• _WORK REQUIRED_
Nothing but a number is wanted here: the count of lines in the data holding the word "margin".

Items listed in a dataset
--- START ---

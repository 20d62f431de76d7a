use std::{
    cmp::Ordering,
    collections::VecDeque,
    fmt,
    hash::{Hash, Hasher},
    marker::PhantomData,
};

/// Typed identifier with generation tracking to prevent stale references.
///
/// A handle keeps resolving to the same slot only while the generation stored in
/// the [`Arena`] matches; removing the item bumps the generation so every copy of
/// the old handle turns invalid, even after the slot is reused.
pub struct Handle<T> {
    index: u32,
    generation: u32,
    _marker: PhantomData<fn() -> T>,
}

impl<T> Handle<T> {
    pub fn new(index: u32, generation: u32) -> Self {
        Self {
            index,
            generation,
            _marker: PhantomData,
        }
    }

    pub fn index(&self) -> usize {
        self.index as usize
    }

    pub fn generation(&self) -> u32 {
        self.generation
    }
}

impl<T> Clone for Handle<T> {
    fn clone(&self) -> Self {
        *self
    }
}

impl<T> Copy for Handle<T> {}

impl<T> PartialEq for Handle<T> {
    fn eq(&self, other: &Self) -> bool {
        self.index == other.index && self.generation == other.generation
    }
}

impl<T> Eq for Handle<T> {}

impl<T> Hash for Handle<T> {
    fn hash<H: Hasher>(&self, state: &mut H) {
        self.index.hash(state);
        self.generation.hash(state);
    }
}

impl<T> PartialOrd for Handle<T> {
    fn partial_cmp(&self, other: &Self) -> Option<Ordering> {
        Some(self.cmp(other))
    }
}

impl<T> Ord for Handle<T> {
    fn cmp(&self, other: &Self) -> Ordering {
        (self.index, self.generation).cmp(&(other.index, other.generation))
    }
}

impl<T> fmt::Debug for Handle<T> {
    fn fmt(&self, f: &mut fmt::Formatter<'_>) -> fmt::Result {
        write!(f, "Handle({}v{})", self.index, self.generation)
    }
}

/// Generational arena that hands out stable handles while preventing use-after-free.
pub struct Arena<T> {
    items: Vec<Option<T>>,
    generations: Vec<u32>,
    free_list: VecDeque<usize>,
    len: usize,
}

impl<T> Default for Arena<T> {
    fn default() -> Self {
        Self::new()
    }
}

impl<T> Arena<T> {
    pub fn new() -> Self {
        Self {
            items: Vec::new(),
            generations: Vec::new(),
            free_list: VecDeque::new(),
            len: 0,
        }
    }

    pub fn insert(&mut self, item: T) -> Handle<T> {
        self.len += 1;
        if let Some(index) = self.free_list.pop_front() {
            self.items[index] = Some(item);
            return Handle::new(index as u32, self.generations[index]);
        }

        let index = self.items.len();
        self.items.push(Some(item));
        self.generations.push(0);
        Handle::new(index as u32, 0)
    }

    pub fn get(&self, handle: Handle<T>) -> Option<&T> {
        if self.is_valid(handle) {
            self.items[handle.index()].as_ref()
        } else {
            None
        }
    }

    pub fn get_mut(&mut self, handle: Handle<T>) -> Option<&mut T> {
        if self.is_valid(handle) {
            self.items[handle.index()].as_mut()
        } else {
            None
        }
    }

    pub fn contains(&self, handle: Handle<T>) -> bool {
        self.get(handle).is_some()
    }

    pub fn remove(&mut self, handle: Handle<T>) -> Option<T> {
        if !self.is_valid(handle) {
            return None;
        }
        let index = handle.index();
        let item = self.items[index].take()?;
        self.generations[index] = self.generations[index].wrapping_add(1);
        self.free_list.push_back(index);
        self.len -= 1;
        Some(item)
    }

    /// Iterates live items together with their handles, in slot order.
    pub fn iter(&self) -> impl Iterator<Item = (Handle<T>, &T)> + '_ {
        self.items
            .iter()
            .zip(self.generations.iter())
            .enumerate()
            .filter_map(|(index, (slot, generation))| {
                slot.as_ref()
                    .map(|item| (Handle::new(index as u32, *generation), item))
            })
    }

    pub fn iter_mut(&mut self) -> impl Iterator<Item = (Handle<T>, &mut T)> + '_ {
        self.items
            .iter_mut()
            .zip(self.generations.iter())
            .enumerate()
            .filter_map(|(index, (slot, generation))| {
                slot.as_mut()
                    .map(|item| (Handle::new(index as u32, *generation), item))
            })
    }

    pub fn handles(&self) -> impl Iterator<Item = Handle<T>> + '_ {
        self.iter().map(|(handle, _)| handle)
    }

    pub fn len(&self) -> usize {
        self.len
    }

    pub fn is_empty(&self) -> bool {
        self.len == 0
    }

    fn is_valid(&self, handle: Handle<T>) -> bool {
        self.generations
            .get(handle.index())
            .is_some_and(|generation| *generation == handle.generation())
    }
}
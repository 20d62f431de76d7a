//! Collision detection modules: broad phase, narrow phase, contact manifolds.

pub mod broadphase;
pub mod contact;
pub mod detection;
pub mod dynamic_tree;
pub mod gjk;
pub mod narrowphase;
pub mod pair;

pub use broadphase::{BroadPhase, BroadPhaseEvents};
pub use contact::{ContactManifold, ContactPoint, ContactPointInfo};
pub use detection::{CollisionDetection, CollisionEventListener};
pub use dynamic_tree::DynamicTree;
pub use narrowphase::{NarrowPhase, NarrowPhaseAlgorithm};
pub use pair::{OverlappingPair, PairKey};
use glam::{Mat3, Vec3};
use serde::{Deserialize, Serialize};

use super::types::Transform;

/// Axis-aligned bounding box used by shapes and the broad-phase tree.
#[derive(Debug, Clone, Copy, PartialEq, Serialize, Deserialize)]
pub struct Aabb {
    pub min: Vec3,
    pub max: Vec3,
}

impl Default for Aabb {
    fn default() -> Self {
        Self::EMPTY
    }
}

impl Aabb {
    /// Box containing nothing; `union` with it is the identity.
    pub const EMPTY: Self = Self {
        min: Vec3::splat(f32::INFINITY),
        max: Vec3::splat(f32::NEG_INFINITY),
    };

    pub fn new(min: Vec3, max: Vec3) -> Self {
        Self { min, max }
    }

    pub fn from_center_half_extents(center: Vec3, half_extents: Vec3) -> Self {
        Self {
            min: center - half_extents,
            max: center + half_extents,
        }
    }

    pub fn from_points(points: &[Vec3]) -> Self {
        points.iter().fold(Self::EMPTY, |aabb, p| aabb.including(*p))
    }

    pub fn including(self, point: Vec3) -> Self {
        Self {
            min: self.min.min(point),
            max: self.max.max(point),
        }
    }

    pub fn union(self, other: Aabb) -> Self {
        Self {
            min: self.min.min(other.min),
            max: self.max.max(other.max),
        }
    }

    /// Grows the box by `margin` on every side.
    pub fn expanded(self, margin: f32) -> Self {
        Self {
            min: self.min - Vec3::splat(margin),
            max: self.max + Vec3::splat(margin),
        }
    }

    /// Inclusive overlap test: boxes sharing a face count as overlapping.
    pub fn intersects(&self, other: &Aabb) -> bool {
        self.min.cmple(other.max).all() && other.min.cmple(self.max).all()
    }

    pub fn contains(&self, other: &Aabb) -> bool {
        self.min.cmple(other.min).all() && other.max.cmple(self.max).all()
    }

    pub fn contains_point(&self, point: Vec3) -> bool {
        self.min.cmple(point).all() && point.cmple(self.max).all()
    }

    pub fn center(&self) -> Vec3 {
        (self.min + self.max) * 0.5
    }

    pub fn half_extents(&self) -> Vec3 {
        (self.max - self.min) * 0.5
    }

    pub fn surface_area(&self) -> f32 {
        let size = self.max - self.min;
        2.0 * (size.x * size.y + size.y * size.z + size.z * size.x)
    }

    pub fn is_empty(&self) -> bool {
        self.min.cmpgt(self.max).any()
    }

    /// Bounds this local-space box after applying `transform`.
    pub fn transformed(&self, transform: &Transform) -> Aabb {
        if self.is_empty() {
            return *self;
        }
        let rotation = Mat3::from_quat(transform.rotation);
        let abs_rotation = Mat3::from_cols(
            rotation.x_axis.abs(),
            rotation.y_axis.abs(),
            rotation.z_axis.abs(),
        );
        let center = transform.transform_point(self.center());
        let half = abs_rotation * self.half_extents();
        Aabb::from_center_half_extents(center, half)
    }
}

#[cfg(test)]
mod tests {
    use super::*;
    use glam::Quat;

    #[test]
    fn touching_boxes_intersect() {
        let a = Aabb::new(Vec3::ZERO, Vec3::ONE);
        let b = Aabb::new(Vec3::new(1.0, 0.0, 0.0), Vec3::new(2.0, 1.0, 1.0));
        let c = Aabb::new(Vec3::new(1.01, 0.0, 0.0), Vec3::new(2.0, 1.0, 1.0));
        assert!(a.intersects(&b));
        assert!(!a.intersects(&c));
    }

    #[test]
    fn rotated_box_grows_bounds() {
        let local = Aabb::from_center_half_extents(Vec3::ZERO, Vec3::ONE);
        let transform = Transform::new(
            Vec3::new(5.0, 0.0, 0.0),
            Quat::from_rotation_z(std::f32::consts::FRAC_PI_4),
        );
        let world = local.transformed(&transform);
        let expected = std::f32::consts::SQRT_2;
        assert!((world.half_extents().x - expected).abs() < 1e-5);
        assert!((world.center().x - 5.0).abs() < 1e-5);
        assert!(world.contains(&local.transformed(&Transform::from_position(Vec3::new(5.0, 0.0, 0.0)))));
    }
}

--- END ---

• _WORKED SOLUTION_
4